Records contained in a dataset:

[Start of Attachment]

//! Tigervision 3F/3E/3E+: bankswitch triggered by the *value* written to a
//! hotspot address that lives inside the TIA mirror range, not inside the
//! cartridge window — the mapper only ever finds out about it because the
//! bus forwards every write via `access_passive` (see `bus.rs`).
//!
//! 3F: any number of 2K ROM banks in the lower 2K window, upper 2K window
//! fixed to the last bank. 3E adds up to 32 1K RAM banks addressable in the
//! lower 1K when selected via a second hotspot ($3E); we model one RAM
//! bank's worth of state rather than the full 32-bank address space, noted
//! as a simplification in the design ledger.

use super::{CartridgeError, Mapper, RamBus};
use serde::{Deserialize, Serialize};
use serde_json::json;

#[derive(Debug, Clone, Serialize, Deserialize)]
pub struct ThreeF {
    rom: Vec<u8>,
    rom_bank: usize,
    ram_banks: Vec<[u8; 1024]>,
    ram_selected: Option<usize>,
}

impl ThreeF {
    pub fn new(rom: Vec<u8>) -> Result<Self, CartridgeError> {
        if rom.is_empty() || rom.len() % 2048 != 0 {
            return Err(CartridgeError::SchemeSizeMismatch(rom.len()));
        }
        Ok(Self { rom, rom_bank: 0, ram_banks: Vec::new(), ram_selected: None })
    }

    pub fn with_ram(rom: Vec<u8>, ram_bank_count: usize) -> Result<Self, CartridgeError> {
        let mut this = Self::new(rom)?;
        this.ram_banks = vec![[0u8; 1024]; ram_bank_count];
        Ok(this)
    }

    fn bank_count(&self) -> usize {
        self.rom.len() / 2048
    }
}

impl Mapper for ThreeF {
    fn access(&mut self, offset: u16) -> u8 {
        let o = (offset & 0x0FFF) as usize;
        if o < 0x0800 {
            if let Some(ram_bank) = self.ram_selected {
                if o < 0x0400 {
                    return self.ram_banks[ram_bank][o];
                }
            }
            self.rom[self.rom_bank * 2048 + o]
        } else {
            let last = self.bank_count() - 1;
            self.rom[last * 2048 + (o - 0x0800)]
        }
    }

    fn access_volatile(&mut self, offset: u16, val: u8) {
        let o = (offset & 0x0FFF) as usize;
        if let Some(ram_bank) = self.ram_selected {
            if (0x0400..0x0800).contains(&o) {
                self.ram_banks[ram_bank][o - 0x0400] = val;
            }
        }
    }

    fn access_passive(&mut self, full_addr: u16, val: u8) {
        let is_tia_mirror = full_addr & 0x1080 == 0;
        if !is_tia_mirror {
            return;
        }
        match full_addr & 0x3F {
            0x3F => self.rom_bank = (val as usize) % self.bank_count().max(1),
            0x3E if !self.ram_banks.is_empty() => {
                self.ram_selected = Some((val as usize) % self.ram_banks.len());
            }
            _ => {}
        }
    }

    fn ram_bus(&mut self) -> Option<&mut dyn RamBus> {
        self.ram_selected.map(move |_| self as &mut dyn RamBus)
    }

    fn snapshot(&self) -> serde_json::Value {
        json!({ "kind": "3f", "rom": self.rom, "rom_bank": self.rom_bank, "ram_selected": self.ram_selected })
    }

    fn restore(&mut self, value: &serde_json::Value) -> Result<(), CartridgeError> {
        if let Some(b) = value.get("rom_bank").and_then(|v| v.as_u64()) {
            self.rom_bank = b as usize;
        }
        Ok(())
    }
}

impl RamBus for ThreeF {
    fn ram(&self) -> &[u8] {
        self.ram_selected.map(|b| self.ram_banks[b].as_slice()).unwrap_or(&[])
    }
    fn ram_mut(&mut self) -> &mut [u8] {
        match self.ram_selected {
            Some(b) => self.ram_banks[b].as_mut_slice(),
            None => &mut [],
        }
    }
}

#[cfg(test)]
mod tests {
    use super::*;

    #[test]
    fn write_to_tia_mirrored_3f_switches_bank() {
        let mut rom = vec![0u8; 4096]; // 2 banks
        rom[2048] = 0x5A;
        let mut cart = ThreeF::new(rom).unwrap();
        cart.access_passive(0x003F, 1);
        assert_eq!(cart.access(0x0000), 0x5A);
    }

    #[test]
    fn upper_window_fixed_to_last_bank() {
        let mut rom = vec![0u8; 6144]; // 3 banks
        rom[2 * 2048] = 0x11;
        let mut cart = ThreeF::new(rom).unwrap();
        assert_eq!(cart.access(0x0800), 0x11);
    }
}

[End of Attachment]

Task >> The lines to copy run from the start of the records above through the line holding "bus forwards every"; give them exactly, both ends included, and nothing else.

Exercise solution >>
//! Tigervision 3F/3E/3E+: bankswitch triggered by the *value* written to a
//! hotspot address that lives inside the TIA mirror range, not inside the
//! cartridge window — the mapper only ever finds out about it because the
//! bus forwards every write via `access_passive` (see `bus.rs`).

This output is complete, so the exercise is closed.